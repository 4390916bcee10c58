//! Axum router construction for the directory API.
//!
//! Assembles the public routes, the `WebSocket` rotation stream, and the
//! token-guarded admin routes into a single [`Router`] with CORS enabled
//! for the browser front end.

use std::sync::Arc;

use axum::middleware;
use axum::routing::{delete, get, post};
use axum::Router;
use tower_http::cors::{Any, CorsLayer};
use tower_http::trace::TraceLayer;

use crate::state::AppState;
use crate::{admin, analytics, auth, handlers, ws};

/// Build the complete Axum router.
///
/// Public routes:
/// - `GET /health`
/// - `GET /api/networks`, `GET /api/networks/{id}`
/// - `GET /api/offers`, `GET /api/offers/{id}`
/// - `GET /api/placements`
/// - `GET /api/master-data`
/// - `POST /api/network-requests`
/// - `POST /api/clicks`
/// - `GET /ws/rotations/{id}`
///
/// Everything under `/api/admin` requires the admin bearer token.
pub fn build_router(state: Arc<AppState>) -> Router {
    let cors = CorsLayer::new()
        .allow_origin(Any)
        .allow_methods(Any)
        .allow_headers(Any);

    Router::new()
        .route("/health", get(handlers::health))
        // WebSocket
        .route("/ws/rotations/{id}", get(ws::ws_rotation))
        // Public REST API
        .route("/api/networks", get(handlers::list_networks))
        .route("/api/networks/{id}", get(handlers::get_network))
        .route("/api/offers", get(handlers::list_offers))
        .route("/api/offers/{id}", get(handlers::get_offer))
        .route("/api/placements", get(handlers::placements))
        .route("/api/master-data", get(handlers::master_data))
        .route("/api/network-requests", post(handlers::submit_network_request))
        .route("/api/clicks", post(handlers::record_click))
        // Admin API
        .nest("/api/admin", admin_router(Arc::clone(&state)))
        .layer(cors)
        .layer(TraceLayer::new_for_http())
        .with_state(state)
}

fn admin_router(state: Arc<AppState>) -> Router<Arc<AppState>> {
    Router::new()
        .route(
            "/networks",
            get(admin::list_networks).post(admin::create_network),
        )
        .route(
            "/networks/{id}",
            get(admin::get_network)
                .put(admin::update_network)
                .delete(admin::delete_network),
        )
        .route(
            "/networks/{id}/affiliate",
            get(admin::get_affiliate_details).put(admin::put_affiliate_details),
        )
        .route("/offers", get(admin::list_offers).post(admin::create_offer))
        .route("/offers/bulk", post(admin::bulk_edit_offers))
        .route("/offers/import", post(admin::import_offers))
        .route(
            "/offers/{id}",
            get(admin::get_offer)
                .put(admin::update_offer)
                .delete(admin::delete_offer),
        )
        .route(
            "/banners",
            get(admin::list_banners).post(admin::create_banner),
        )
        .route("/banners/{id}", delete(admin::delete_banner))
        .route(
            "/rotations",
            get(admin::list_rotations).post(admin::create_rotation),
        )
        .route(
            "/rotations/{id}",
            delete(admin::delete_rotation),
        )
        .route(
            "/master-data",
            get(admin::list_master_data).post(admin::create_master_data),
        )
        .route(
            "/master-data/{id}",
            delete(admin::delete_master_data),
        )
        .route("/audit-logs", get(admin::list_audit_logs))
        .route("/network-requests", get(admin::list_network_requests))
        .route(
            "/network-requests/{id}/approve",
            post(admin::approve_network_request),
        )
        .route(
            "/network-requests/{id}/reject",
            post(admin::reject_network_request),
        )
        .route("/analytics/clicks", get(analytics::clicks))
        .route("/analytics/banners", get(analytics::banners))
        .route("/analytics/summary", get(analytics::summary))
        .route_layer(middleware::from_fn_with_state(state, auth::require_admin))
}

═══

» EXERCISE PROMPT:
For every line above that includes the word "CorsLayer", return the line.

» ANSWER FOR THIS EXERCISE:
use tower_http::cors::{Any, CorsLayer};
    let cors = CorsLayer::new()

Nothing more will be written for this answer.